Digital Diet: Are fitness and diet apps helpful or ushering in a new era of online shaming?

fitness and diet apps
Photography by Carlo Mendoza

The current fitness landscape provides endless ways to track your every mouthful, workout and calorie burned. As Lisa Jeans knows, the outcome isn’t always healthy.

Sweaty and breathing hard, I pulled out my phone and opened MyFitnessPal. After morning Ashtanga yoga and a sunset run along the Vancouver Sea Wall, my “calories remaining” count was 1,000. I was ecstatic—I had burned more than I had eaten. An advisory in red letters popped up: “Based on your total calories consumed for today, you are eating too few calories.”

“I’ve been caught,” I thought. I may have started using the app to help me train for a 10k run, but I have struggled with an eating disorder in the past, and at times I fall back into the vortex of anorexic thinking.

Technology is democratizing the fitness industry. While you might not be able to work out with a celebrity trainer, you can sweat like Serena Williams (in theory) with the Nike Training Club app. Smartphone and tablet users have access to hundreds of custom get-fit programs, meal plans and activity monitors to keep them on track and provide a social media cheering section. But they have their limits. “An app is you working on this project by yourself,” says Dr. John Berardi, co-founder of Precision Nutrition, a health coaching company that has developed an online tool to help serve its clients—he calls the new paradigm Fitness 2.0. “You don’t get wisdom, you get information.”

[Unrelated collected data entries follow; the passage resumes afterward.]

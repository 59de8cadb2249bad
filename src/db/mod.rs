mod models;
mod seeders;

pub use models::*;
pub use seeders::seed_roles;

use anyhow::Result;
use sqlx::{sqlite::SqlitePoolOptions, SqlitePool};
use std::path::Path;
use tracing::info;

pub type DbPool = SqlitePool;

/// Execute a SQL migration file, properly handling comments
async fn execute_sql(pool: &SqlitePool, sql: &str) -> Result<()> {
    for statement in sql.split(';') {
        // Strip SQL comment lines (lines starting with --)
        let cleaned: String = statement
            .lines()
            .filter(|line| !line.trim().starts_with("--"))
            .collect::<Vec<_>>()
            .join("\n");
        let trimmed = cleaned.trim();
        if !trimmed.is_empty() {
            sqlx::query(trimmed).execute(pool).await?;
        }
    }
    Ok(())
}

pub async fn init(data_dir: &Path) -> Result<DbPool> {
    let db_path = data_dir.join("tienda.db");
    let db_url = format!("sqlite:{}?mode=rwc", db_path.display());

    info!("Initializing database at {}", db_path.display());

    let pool = SqlitePoolOptions::new()
        .max_connections(5)
        .connect(&db_url)
        .await?;

    // Enable WAL mode for better concurrency
    sqlx::query("PRAGMA journal_mode = WAL")
        .execute(&pool)
        .await?;
    sqlx::query("PRAGMA synchronous = NORMAL")
        .execute(&pool)
        .await?;
    sqlx::query("PRAGMA foreign_keys = ON")
        .execute(&pool)
        .await?;

    run_migrations(&pool).await?;

    info!("Database initialized successfully");
    Ok(pool)
}

pub async fn run_migrations(pool: &SqlitePool) -> Result<()> {
    info!("Running database migrations...");

    // Migration 001: carts and cart items
    execute_sql(pool, include_str!("../../migrations/001_carts.sql")).await?;

    // Migration 002: users, roles, and reset tokens
    execute_sql(pool, include_str!("../../migrations/002_users.sql")).await?;

    // Seed built-in roles (runs on every startup, inserts are idempotent)
    seeders::seed_roles(pool).await?;

    info!("Migrations completed");
    Ok(())
}

/// In-memory database with the full schema, for tests
#[cfg(test)]
pub async fn init_test() -> DbPool {
    let pool = SqlitePoolOptions::new()
        .max_connections(1)
        .connect("sqlite::memory:")
        .await
        .expect("in-memory database");
    sqlx::query("PRAGMA foreign_keys = ON")
        .execute(&pool)
        .await
        .expect("enable foreign keys");
    run_migrations(&pool).await.expect("migrations");
    pool
}
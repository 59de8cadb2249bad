//! One-shot password-reset and email-verification tokens.

use serde::{Deserialize, Serialize};
use sqlx::FromRow;

/// What a stored token may be redeemed for
#[derive(Debug, Clone, Copy, PartialEq, Eq, Serialize, Deserialize)]
#[serde(rename_all = "snake_case")]
pub enum TokenPurpose {
    PasswordReset,
    EmailVerification,
}

impl TokenPurpose {
    pub fn as_str(&self) -> &'static str {
        match self {
            TokenPurpose::PasswordReset => "password_reset",
            TokenPurpose::EmailVerification => "email_verification",
        }
    }
}

#[derive(Debug, Clone, Serialize, Deserialize, FromRow)]
pub struct PasswordResetToken {
    pub id: String,
    pub user_id: String,
    pub token_hash: String,
    pub kind: String,
    pub used: i64,
    pub expires_at: String,
    pub created_at: String,
}

impl PasswordResetToken {
    /// A token is valid only while unused and unexpired
    pub fn is_valid(&self, now: &str) -> bool {
        self.used == 0 && now < self.expires_at.as_str()
    }
}
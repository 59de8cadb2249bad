//! User models and auth DTOs.

use serde::{Deserialize, Serialize};
use sqlx::FromRow;

#[derive(Debug, Clone, Serialize, Deserialize, FromRow)]
pub struct User {
    pub id: String,
    pub email: String,
    #[serde(skip_serializing)]
    pub password_hash: String,
    pub name: String,
    pub active: i64,
    pub email_verified: i64,
    pub failed_login_attempts: i64,
    pub locked_until: Option<String>,
    pub created_at: String,
    pub updated_at: String,
}

impl User {
    /// Whether the account is currently locked out. Timestamps are RFC 3339
    /// strings written by this crate, so lexicographic comparison is safe.
    pub fn is_locked(&self, now: &str) -> bool {
        self.locked_until
            .as_deref()
            .map(|until| now < until)
            .unwrap_or(false)
    }
}

/// Response DTO that excludes the password hash and lockout bookkeeping
#[derive(Debug, Clone, Serialize, Deserialize)]
pub struct UserResponse {
    pub id: String,
    pub email: String,
    pub name: String,
    pub active: bool,
    pub email_verified: bool,
    pub roles: Vec<String>,
    pub created_at: String,
}

impl UserResponse {
    pub fn new(user: User, roles: Vec<String>) -> Self {
        Self {
            id: user.id,
            email: user.email,
            name: user.name,
            active: user.active != 0,
            email_verified: user.email_verified != 0,
            roles,
            created_at: user.created_at,
        }
    }
}

#[derive(Debug, Deserialize)]
pub struct RegisterRequest {
    pub email: String,
    pub password: String,
    pub name: String,
}

#[derive(Debug, Deserialize)]
pub struct LoginRequest {
    pub email: String,
    pub password: String,
}

#[derive(Debug, Serialize)]
pub struct LoginResponse {
    pub access_token: String,
    pub refresh_token: String,
    pub user: UserResponse,
}

#[derive(Debug, Deserialize)]
pub struct RefreshTokenRequest {
    pub refresh_token: String,
}

#[derive(Debug, Serialize)]
pub struct RefreshTokenResponse {
    pub access_token: String,
}

#[derive(Debug, Deserialize)]
pub struct ForgotPasswordRequest {
    pub email: String,
}

#[derive(Debug, Deserialize)]
pub struct ResetPasswordRequest {
    pub token: String,
    pub password: String,
}

#[derive(Debug, Deserialize)]
pub struct VerifyEmailRequest {
    pub token: String,
}

#[derive(Debug, Deserialize)]
pub struct CheckEmailParams {
    pub email: String,
}

#[derive(Debug, Serialize)]
pub struct CheckEmailResponse {
    pub exists: bool,
}

#[derive(Debug, Deserialize)]
pub struct UpdateProfileRequest {
    pub name: Option<String>,
    pub password: Option<String>,
}

#[derive(Debug, Deserialize)]
pub struct UpdateUserRequest {
    pub name: Option<String>,
    pub active: Option<bool>,
    pub roles: Option<Vec<String>>,
}

#[derive(Debug, Serialize)]
pub struct StatisticsResponse {
    pub total_users: i64,
    pub active_users: i64,
    pub verified_users: i64,
    pub admins: i64,
}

For an app to work, you have to engage with it. “In the beginning, when you get to the end of the day and see you’re a couple of points short [of your goal], you’re doing jumping jacks in the living room,” says Berardi, who’s skeptical that most app users will maintain that vigilance. Elisa Smith*, 39, an Ottawa artist and consultant, lost weight using the app Calorie Counter for 10 months—until she went on vacation. “At some point, you reach a threshold of monitoring and you just want to eat,” she says. When she went “free range,” she started gaining weight, so she has been tracking on and off ever since.

Smith’s experience is backed up by psychological research: Self-control requires a goal, a motor and a conflict detector. “I can exercise and withhold eating—these are low-order goals that I set to meet my high-order goal, which is losing weight,” says Dr. Michael Inzlicht, associate professor of psychology at the University of Toronto Scarborough. “When what I’m doing is not in line with what I want to be doing, there should be some alarm bell going off.” That would be the brain’s anterior cingulate cortex, which makes you rethink your actions. “If you have chosen goals that are worthy, doing them for yourself alone, this cortical alarm bell is more likely to go off when you engage in behaviour that may put you at risk of failing.” As Inzlicht spoke, I had an epiphany: For me, thinness was linked to my high-order goal of becoming an actor. I so hungered for it that my brain’s alarm bell rang at the mere thought of food, keeping it off my plate and out of my body.

There are lots of toys to help you keep track of your behaviour and goals: Wristbands like Fitbit Flex measure how you sleep and move, while the Withings scale tracks weight, body composition and heart rate. They send data to your phone, and can tweet or post your results.

Fitness apps and websites tend to offer one of two disciplinary incentives: the carrot or the stick. Fitocracy, with its video game-style rewards, takes the first approach. Others act as deterrents: GymShamer “fail-casts” on Facebook or Twitter when you don’t check in on Foursquare to record a workout; GymPact takes your money and redistributes it to more disciplined members; and StickK banks on the fact that you’ll never miss your 6 a.m. bootcamp if you donate $50 to a neo-Nazi group every time you hit snooze.